Stored data entries
--------------------------------

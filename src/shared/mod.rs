pub mod errors;
pub mod shutdown;
pub mod validations;

pub use errors::{DomainError, DomainResult};
pub use shutdown::{listen_for_shutdown_signals, ShutdownSignal};
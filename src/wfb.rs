//! WFB status-link listener.
//!
//! The wfb receiver publishes periodic JSON status datagrams with per-key
//! packet counters and per-antenna RF statistics. The GS renders a summary
//! on the OSD overlay's bottom line. Datagrams that fail to parse are
//! dropped; the stream is purely informational.

use std::sync::atomic::{AtomicBool, Ordering};
use std::sync::Arc;

use serde::Deserialize;
use thiserror::Error;
use tokio::net::UdpSocket;
use tracing::{debug, info, warn};

pub const MAX_ANTENNAS: usize = 16;

#[derive(Error, Debug)]
pub enum WfbError {
    #[error("socket error: {0}")]
    Io(#[from] std::io::Error),
}

/// One RX antenna record.
#[derive(Debug, Clone, Copy, Default, PartialEq, Deserialize)]
pub struct AntennaStats {
    #[serde(default)]
    pub freq: i64,
    #[serde(default)]
    pub mcs: i64,
    #[serde(default)]
    pub bw: i64,
    #[serde(default)]
    pub ant_id: i64,
    #[serde(default)]
    pub pkt_delta: i64,
    #[serde(default)]
    pub rssi_avg: i64,
    #[serde(default)]
    pub snr_avg: i64,
    #[serde(default)]
    pub bitrate_mbps: f32,
}

/// Parsed status datagram.
#[derive(Debug, Clone, Default, Deserialize)]
pub struct WfbRxStatus {
    #[serde(default)]
    pub id: String,
    #[serde(default)]
    pub ants: Vec<AntennaStats>,
}

impl WfbRxStatus {
    pub fn parse(datagram: &[u8]) -> Option<Self> {
        let mut status: WfbRxStatus = serde_json::from_slice(datagram).ok()?;
        status.ants.truncate(MAX_ANTENNAS);
        Some(status)
    }
}

/// Format the overlay's bottom status line: frequency, bandwidth symbol +
/// bitrate, link-quality symbol + RSSI per antenna.
pub fn format_status_line(status: &WfbRxStatus) -> Option<String> {
    const CHAR_LINK_LQ: char = '\u{7B}';
    const CHAR_LINK_BW: char = '\u{70}';

    let first = status.ants.first()?;
    let mut line = format!(
        "{} {}{:.1} {}{}",
        first.freq, CHAR_LINK_BW, first.bitrate_mbps, CHAR_LINK_LQ, first.rssi_avg
    );
    for ant in &status.ants[1..] {
        line.push_str(&format!(" {}{}", CHAR_LINK_LQ, ant.rssi_avg));
    }
    Some(line)
}

/// Spawn the UDP listener; `on_status` runs for every parsed datagram.
pub async fn spawn_listener(
    host: &str,
    port: u16,
    running: Arc<AtomicBool>,
    on_status: impl Fn(&WfbRxStatus) + Send + Sync + 'static,
) -> Result<tokio::task::JoinHandle<()>, WfbError> {
    let socket = UdpSocket::bind((host, port)).await?;
    info!(addr = %socket.local_addr()?, "WFB status link listening");

    Ok(tokio::spawn(async move {
        let mut buf = vec![0u8; 8192];
        while running.load(Ordering::Acquire) {
            let received = tokio::select! {
                r = socket.recv_from(&mut buf) => r,
                _ = tokio::time::sleep(std::time::Duration::from_secs(1)) => continue,
            };
            match received {
                Ok((len, _)) => match WfbRxStatus::parse(&buf[..len]) {
                    Some(status) => on_status(&status),
                    None => debug!(len, "undecodable WFB status datagram"),
                },
                Err(e) => {
                    warn!(error = %e, "WFB status recv failed");
                }
            }
        }
        info!("WFB status link stopped");
    }))
}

--------------------------------

PROBLEM STATEMENT
From the data above, show each line that contains "Option".

REPLY
    pub fn parse(datagram: &[u8]) -> Option<Self> {
pub fn format_status_line(status: &WfbRxStatus) -> Option<String> {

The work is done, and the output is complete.